Initialize a SingleDirectionOffloadingHandler.

Parameters:

Name Type Description Default
gpu_tensors list[Tensor]

list of GPU KV cache tensors. Each of shape (num_gpu_blocks, gpu_page_size_bytes) with dtype int8.

required
cpu_tensors list[Tensor]

list of CPU KV cache tensors. Each of shape (num_cpu_blocks, cpu_page_size_bytes) with dtype int8. Order should match gpu_tensors.

required
kv_cache_groups_data_refs list[list[CanonicalKVCacheRef]]

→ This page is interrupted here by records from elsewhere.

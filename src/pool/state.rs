use crate::markets::parse_pool_name;
use crate::models::{BalanceKind, Side, TokenKind};
use bigdecimal::BigDecimal;
use ethers::types::Address;
use num_traits::Zero;

/// One of the three tokens a pool references, as seen by the active account.
#[derive(Clone, Debug, PartialEq)]
pub struct Token {
    pub address: Address,
    pub name: String,
    pub decimals: u8,
    /// Balance held by the active account (zero when no account is set).
    pub balance: BigDecimal,
    /// Whether the active account has approved the pool to spend this token.
    pub approved: bool,
    pub supply: BigDecimal,
}

impl Token {
    pub fn new(address: Address, name: impl Into<String>, decimals: u8) -> Self {
        Self {
            address,
            name: name.into(),
            decimals,
            balance: BigDecimal::zero(),
            approved: false,
            supply: BigDecimal::zero(),
        }
    }
}

/// Account-scoped balance for one token, as fetched from the chain.
#[derive(Clone, Debug, PartialEq)]
pub struct TokenBalance {
    pub kind: TokenKind,
    pub balance: BigDecimal,
    pub approved: bool,
}

/// Immutable snapshot of a leveraged pool.
#[derive(Clone, Debug, PartialEq)]
pub struct PoolSnapshot {
    pub address: Address,
    /// Pool name, e.g. `3-BTC/USD`.
    pub name: String,
    /// Seconds between upkeeps.
    pub update_interval: u64,
    /// Seconds before an upkeep after which new commits roll into the next interval.
    pub front_running_interval: u64,
    pub last_update_timestamp: u64,
    pub leverage: u32,
    pub long_balance: BigDecimal,
    pub short_balance: BigDecimal,
    pub oracle_price: BigDecimal,
    pub quote_token: Token,
    pub long_token: Token,
    pub short_token: Token,
    pub committer_address: Address,
    pub pending_long: BigDecimal,
    pub pending_short: BigDecimal,
    pub subscribed: bool,
    /// Block the chain-derived fields were read at; 0 when unknown.
    pub synced_block: u64,
}

impl PoolSnapshot {
    /// Minimal snapshot with zeroed balances; leverage is taken from the name.
    pub fn new(
        address: Address,
        name: impl Into<String>,
        committer_address: Address,
        quote_token: Token,
        long_token: Token,
        short_token: Token,
    ) -> Self {
        let name = name.into();
        let leverage = parse_pool_name(&name).map(|(l, _)| l).unwrap_or(1);
        Self {
            address,
            name,
            update_interval: 0,
            front_running_interval: 0,
            last_update_timestamp: 0,
            leverage,
            long_balance: BigDecimal::zero(),
            short_balance: BigDecimal::zero(),
            oracle_price: BigDecimal::zero(),
            quote_token,
            long_token,
            short_token,
            committer_address,
            pending_long: BigDecimal::zero(),
            pending_short: BigDecimal::zero(),
            subscribed: false,
            synced_block: 0,
        }
    }

    pub fn token(&self, kind: TokenKind) -> &Token {
        match kind {
            TokenKind::Quote => &self.quote_token,
            TokenKind::Long => &self.long_token,
            TokenKind::Short => &self.short_token,
        }
    }

    pub fn token_mut(&mut self, kind: TokenKind) -> &mut Token {
        match kind {
            TokenKind::Quote => &mut self.quote_token,
            TokenKind::Long => &mut self.long_token,
            TokenKind::Short => &mut self.short_token,
        }
    }

    pub fn side_token(&self, side: Side) -> &Token {
        self.token(side.into())
    }

    pub fn balance(&self, side: Side) -> &BigDecimal {
        match side {
            Side::Long => &self.long_balance,
            Side::Short => &self.short_balance,
        }
    }

    pub fn pending(&self, side: Side) -> &BigDecimal {
        match side {
            Side::Long => &self.pending_long,
            Side::Short => &self.pending_short,
        }
    }

    /// The stored quantity a balance delta for `(side, kind)` targets.
    pub fn quantity_mut(&mut self, side: Side, kind: BalanceKind) -> &mut BigDecimal {
        match (kind, side) {
            (BalanceKind::Settlement, Side::Long) => &mut self.long_balance,
            (BalanceKind::Settlement, Side::Short) => &mut self.short_balance,
            (BalanceKind::Supply, Side::Long) => &mut self.long_token.supply,
            (BalanceKind::Supply, Side::Short) => &mut self.short_token.supply,
            (BalanceKind::Pending, Side::Long) => &mut self.pending_long,
            (BalanceKind::Pending, Side::Short) => &mut self.pending_short,
        }
    }

    /// Timestamp of the next upkeep.
    pub fn deadline_upkeep(&self) -> u64 {
        self.last_update_timestamp + self.update_interval
    }

    /// Last moment a commit still makes the next upkeep.
    pub fn deadline_front_running_cutoff(&self) -> u64 {
        self.deadline_upkeep()
            .saturating_sub(self.front_running_interval)
    }

    /// Carry over fields a chain re-fetch cannot know about.
    pub(crate) fn merge_local(&mut self, previous: &PoolSnapshot) {
        self.subscribed |= previous.subscribed;
        for kind in [TokenKind::Quote, TokenKind::Long, TokenKind::Short] {
            let prev = previous.token(kind);
            let token = self.token_mut(kind);
            if token.address == prev.address {
                token.balance = prev.balance.clone();
                token.approved = prev.approved;
            }
        }
    }

    /// Keep `previous`'s balances, supplies and pending aggregates.
    ///
    /// Used when this snapshot was read at an older block than events already
    /// applied to `previous`.
    pub(crate) fn keep_quantities(&mut self, previous: &PoolSnapshot) {
        self.long_balance = previous.long_balance.clone();
        self.short_balance = previous.short_balance.clone();
        self.pending_long = previous.pending_long.clone();
        self.pending_short = previous.pending_short.clone();
        for kind in [TokenKind::Long, TokenKind::Short] {
            let prev = previous.token(kind);
            let token = self.token_mut(kind);
            if token.address == prev.address {
                token.supply = prev.supply.clone();
            }
        }
        self.synced_block = previous.synced_block;
    }
}


#[cfg(test)]
mod tests {
    use super::fixtures::*;
    use super::*;

    #[test]
    fn deadlines_follow_intervals() {
        let pool = btc_pool(addr(0xaa));
        assert_eq!(pool.deadline_upkeep(), 1_700_003_600);
        assert_eq!(pool.deadline_front_running_cutoff(), 1_700_003_300);
    }

    #[test]
    fn leverage_comes_from_name() {
        let pool = btc_pool(addr(0xaa));
        assert_eq!(pool.leverage, 3);
        let unnamed = PoolSnapshot::new(
            addr(0xab),
            "BTC/USD",
            addr(0xc0),
            Token::new(addr(0x01), "USDC", 6),
            Token::new(addr(0x02), "L", 6),
            Token::new(addr(0x03), "S", 6),
        );
        assert_eq!(unnamed.leverage, 1);
    }

    #[test]
    fn stale_snapshot_keeps_local_quantities() {
        let mut local = btc_pool(addr(0xaa));
        local.synced_block = 10;
        local.pending_long = BigDecimal::from(100);
        local.long_token.supply = BigDecimal::from(600);

        let mut fetched = btc_pool(addr(0xaa));
        fetched.synced_block = 8;
        fetched.oracle_price = BigDecimal::from(43_000);
        fetched.keep_quantities(&local);

        assert_eq!(fetched.pending_long, BigDecimal::from(100));
        assert_eq!(fetched.long_token.supply, BigDecimal::from(600));
        assert_eq!(fetched.synced_block, 10);
        assert_eq!(fetched.oracle_price, BigDecimal::from(43_000));
    }

    #[test]
    fn merge_keeps_subscription_and_account_fields() {
        let mut previous = btc_pool(addr(0xaa));
        previous.subscribed = true;
        previous.quote_token.approved = true;
        previous.quote_token.balance = BigDecimal::from(7);

        let mut fresh = btc_pool(addr(0xaa));
        fresh.long_balance = BigDecimal::from(1234);
        fresh.merge_local(&previous);

        assert!(fresh.subscribed);
        assert!(fresh.quote_token.approved);
        assert_eq!(fresh.quote_token.balance, BigDecimal::from(7));
        assert_eq!(fresh.long_balance, BigDecimal::from(1234));
    }
}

list of CanonicalKVCacheRef per group.

required
gpu_to_cpu bool

if True, transfer from GPU to CPU; otherwise CPU to GPU.

required
Source code in vllm/v1/kv_offload/worker/cpu_gpu.py
def __init__(
    self,
    gpu_tensors: list[torch.Tensor],
    cpu_tensors: list[torch.Tensor],
    block_size_factor: int,
    kv_cache_groups_data_refs: list[list[CanonicalKVCacheRef]],
    gpu_to_cpu: bool,
):
    """
    Initialize a SingleDirectionOffloadingHandler.

    Args:
        gpu_tensors: list of GPU KV cache tensors.
            Each of shape (num_gpu_blocks, gpu_page_size_bytes) with dtype int8.
        cpu_tensors: list of CPU KV cache tensors.
            Each of shape (num_cpu_blocks, cpu_page_size_bytes) with dtype int8.
            Order should match gpu_tensors.
        kv_cache_groups_data_refs: list of CanonicalKVCacheRef per group.
        gpu_to_cpu: if True, transfer from GPU to CPU; otherwise CPU to GPU.
    """
    assert len(gpu_tensors) == len(cpu_tensors)
    assert len(gpu_tensors) > 0

    # assert input tensors are as expected
    for gpu_tensor, cpu_tensor in zip(gpu_tensors, cpu_tensors):
        assert gpu_tensor.dtype == torch.int8
        assert gpu_tensor.ndim == 2
        assert gpu_tensor.is_cuda
        assert cpu_tensor.dtype == torch.int8
        assert cpu_tensor.ndim == 2
        assert cpu_tensor.device.type == "cpu"
        _, gpu_page_size = gpu_tensor.shape
        _, cpu_page_size = cpu_tensor.shape
        assert cpu_page_size == gpu_page_size * block_size_factor

    self.src_tensors: list[torch.Tensor] = (
        gpu_tensors if gpu_to_cpu else cpu_tensors
    )
    self.dst_tensors: list[torch.Tensor] = (
        cpu_tensors if gpu_to_cpu else gpu_tensors
    )
    self.gpu_to_cpu: bool = gpu_to_cpu
    self.kv_cache_groups_data_refs = kv_cache_groups_data_refs

    # GPU blocks may be smaller
    # cpu_page_size = gpu_page_size * block_size_factor.
    self.src_block_size_factor = 1 if self.gpu_to_cpu else block_size_factor
    self.dst_block_size_factor = block_size_factor if self.gpu_to_cpu else 1

    self.transfer_type = ("GPU", "CPU") if self.gpu_to_cpu else ("CPU", "GPU")
    # job_id -> event
    self._transfer_events: dict[int, torch.Event] = {}
    # queue of transfers (job_id, stream, event)
    self._transfers: deque[Transfer] = deque()
    # list of CUDA streams available for re-use
    self._stream_pool: list[torch.cuda.Stream] = []
    # list of CUDA events available for re-use
    self._event_pool: list[torch.Event] = []

compute_sub_block_ptrs

compute_sub_block_ptrs(
    block_ids: ndarray,
    block_size_factor: int,
    output: ndarray,
    tensor: Tensor,
    skip_count: int = 0,
)

Compute byte pointers for sub-blocks of the given block IDs.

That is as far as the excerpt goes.